## Action item
Each entry, as given, must be output unchanged.

#### Supplied records ####

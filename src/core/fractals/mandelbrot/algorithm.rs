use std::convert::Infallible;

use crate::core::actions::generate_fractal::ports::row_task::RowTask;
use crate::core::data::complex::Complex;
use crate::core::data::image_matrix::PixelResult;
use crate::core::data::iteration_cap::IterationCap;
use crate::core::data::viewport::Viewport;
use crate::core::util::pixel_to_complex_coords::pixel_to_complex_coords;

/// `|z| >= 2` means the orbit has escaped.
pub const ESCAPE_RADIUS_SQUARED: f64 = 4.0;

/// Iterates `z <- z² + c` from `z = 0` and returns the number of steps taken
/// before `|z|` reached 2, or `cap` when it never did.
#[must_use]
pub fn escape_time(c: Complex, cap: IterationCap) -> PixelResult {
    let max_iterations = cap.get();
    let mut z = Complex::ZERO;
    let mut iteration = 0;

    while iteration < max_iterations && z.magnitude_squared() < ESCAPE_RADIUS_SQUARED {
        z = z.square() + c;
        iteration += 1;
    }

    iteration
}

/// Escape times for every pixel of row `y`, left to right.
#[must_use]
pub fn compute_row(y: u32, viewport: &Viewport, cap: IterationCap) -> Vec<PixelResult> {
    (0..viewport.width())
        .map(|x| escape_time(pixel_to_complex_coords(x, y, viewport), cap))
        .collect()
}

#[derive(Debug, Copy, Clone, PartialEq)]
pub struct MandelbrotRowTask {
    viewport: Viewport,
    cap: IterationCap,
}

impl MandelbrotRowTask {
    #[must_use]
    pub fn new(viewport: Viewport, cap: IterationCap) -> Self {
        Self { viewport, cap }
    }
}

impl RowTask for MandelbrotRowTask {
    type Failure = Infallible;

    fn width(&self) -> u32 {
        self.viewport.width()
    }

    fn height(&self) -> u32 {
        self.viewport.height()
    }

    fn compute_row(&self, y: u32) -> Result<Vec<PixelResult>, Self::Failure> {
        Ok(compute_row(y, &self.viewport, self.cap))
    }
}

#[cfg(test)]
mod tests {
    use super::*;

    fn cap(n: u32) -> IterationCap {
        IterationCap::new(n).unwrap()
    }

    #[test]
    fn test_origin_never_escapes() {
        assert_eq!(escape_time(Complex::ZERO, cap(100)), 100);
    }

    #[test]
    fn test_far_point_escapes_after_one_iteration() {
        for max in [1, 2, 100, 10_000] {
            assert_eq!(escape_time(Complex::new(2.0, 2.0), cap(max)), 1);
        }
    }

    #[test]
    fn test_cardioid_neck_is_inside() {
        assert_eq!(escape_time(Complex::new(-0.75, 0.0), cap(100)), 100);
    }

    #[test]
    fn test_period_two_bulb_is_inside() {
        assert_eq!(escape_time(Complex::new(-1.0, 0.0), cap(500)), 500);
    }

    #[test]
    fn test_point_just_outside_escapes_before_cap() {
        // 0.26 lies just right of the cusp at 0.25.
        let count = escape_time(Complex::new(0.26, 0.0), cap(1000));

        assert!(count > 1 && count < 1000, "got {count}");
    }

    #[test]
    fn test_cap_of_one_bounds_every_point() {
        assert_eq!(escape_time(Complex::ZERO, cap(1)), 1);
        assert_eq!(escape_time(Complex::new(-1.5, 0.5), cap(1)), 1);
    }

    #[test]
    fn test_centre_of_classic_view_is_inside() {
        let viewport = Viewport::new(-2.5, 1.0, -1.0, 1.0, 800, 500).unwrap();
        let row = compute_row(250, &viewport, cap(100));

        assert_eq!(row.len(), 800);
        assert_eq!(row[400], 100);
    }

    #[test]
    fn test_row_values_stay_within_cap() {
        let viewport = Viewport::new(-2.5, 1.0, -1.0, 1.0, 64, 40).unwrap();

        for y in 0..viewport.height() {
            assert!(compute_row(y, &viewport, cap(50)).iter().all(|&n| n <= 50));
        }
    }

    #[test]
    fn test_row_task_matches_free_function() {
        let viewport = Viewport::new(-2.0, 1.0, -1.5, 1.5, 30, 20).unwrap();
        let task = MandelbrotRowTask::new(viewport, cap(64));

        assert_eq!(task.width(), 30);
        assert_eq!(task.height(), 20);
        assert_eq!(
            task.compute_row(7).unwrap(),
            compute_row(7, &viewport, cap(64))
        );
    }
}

####

## Written reply
filename src/core/fractals/mandelbrot/algorithm.rs
use std::convert::Infallible;

use crate::core::actions::generate_fractal::ports::row_task::RowTask;
use crate::core::data::complex::Complex;
use crate::core::data::image_matrix::PixelResult;
use crate::core::data::iteration_cap::IterationCap;
use crate::core::data::viewport::Viewport;
use crate::core::util::pixel_to_complex_coords::pixel_to_complex_coords;

/// `|z| >= 2` means the orbit has escaped.
pub const ESCAPE_RADIUS_SQUARED: f64 = 4.0;

/// Iterates `z <- z² + c` from `z = 0` and returns the number of steps taken
/// before `|z|` reached 2, or `cap` when it never did.
#[must_use]
pub fn escape_time(c: Complex, cap: IterationCap) -> PixelResult {
    let max_iterations = cap.get();
    let mut z = Complex::ZERO;
    let mut iteration = 0;

    while iteration < max_iterations && z.magnitude_squared() < ESCAPE_RADIUS_SQUARED {
        z = z.square() + c;
        iteration += 1;
    }

    iteration
}

/// Escape times for every pixel of row `y`, left to right.
#[must_use]
pub fn compute_row(y: u32, viewport: &Viewport, cap: IterationCap) -> Vec<PixelResult> {
    (0..viewport.width())
        .map(|x| escape_time(pixel_to_complex_coords(x, y, viewport), cap))
        .collect()
}

#[derive(Debug, Copy, Clone, PartialEq)]
pub struct MandelbrotRowTask {
    viewport: Viewport,
    cap: IterationCap,
}

impl MandelbrotRowTask {
    #[must_use]
    pub fn new(viewport: Viewport, cap: IterationCap) -> Self {
        Self { viewport, cap }
    }
}

impl RowTask for MandelbrotRowTask {
    type Failure = Infallible;

    fn width(&self) -> u32 {
        self.viewport.width()
    }

    fn height(&self) -> u32 {
        self.viewport.height()
    }

    fn compute_row(&self, y: u32) -> Result<Vec<PixelResult>, Self::Failure> {
        Ok(compute_row(y, &self.viewport, self.cap))
    }
}

#[cfg(test)]
mod tests {
    use super::*;

    fn cap(n: u32) -> IterationCap {
        IterationCap::new(n).unwrap()
    }

    #[test]
    fn test_origin_never_escapes() {
        assert_eq!(escape_time(Complex::ZERO, cap(100)), 100);
    }

    #[test]
    fn test_far_point_escapes_after_one_iteration() {
        for max in [1, 2, 100, 10_000] {
            assert_eq!(escape_time(Complex::new(2.0, 2.0), cap(max)), 1);
        }
    }

    #[test]
    fn test_cardioid_neck_is_inside() {
        assert_eq!(escape_time(Complex::new(-0.75, 0.0), cap(100)), 100);
    }

    #[test]
    fn test_period_two_bulb_is_inside() {
        assert_eq!(escape_time(Complex::new(-1.0, 0.0), cap(500)), 500);
    }

    #[test]
    fn test_point_just_outside_escapes_before_cap() {
        // 0.26 lies just right of the cusp at 0.25.
        let count = escape_time(Complex::new(0.26, 0.0), cap(1000));

        assert!(count > 1 && count < 1000, "got {count}");
    }

    #[test]
    fn test_cap_of_one_bounds_every_point() {
        assert_eq!(escape_time(Complex::ZERO, cap(1)), 1);
        assert_eq!(escape_time(Complex::new(-1.5, 0.5), cap(1)), 1);
    }

    #[test]
    fn test_centre_of_classic_view_is_inside() {
        let viewport = Viewport::new(-2.5, 1.0, -1.0, 1.0, 800, 500).unwrap();
        let row = compute_row(250, &viewport, cap(100));

        assert_eq!(row.len(), 800);
        assert_eq!(row[400], 100);
    }

    #[test]
    fn test_row_values_stay_within_cap() {
        let viewport = Viewport::new(-2.5, 1.0, -1.0, 1.0, 64, 40).unwrap();

        for y in 0..viewport.height() {
            assert!(compute_row(y, &viewport, cap(50)).iter().all(|&n| n <= 50));
        }
    }

    #[test]
    fn test_row_task_matches_free_function() {
        let viewport = Viewport::new(-2.0, 1.0, -1.5, 1.5, 30, 20).unwrap();
        let task = MandelbrotRowTask::new(viewport, cap(64));

        assert_eq!(task.width(), 30);
        assert_eq!(task.height(), 20);
        assert_eq!(
            task.compute_row(7).unwrap(),
            compute_row(7, &viewport, cap(64))
        );
    }
}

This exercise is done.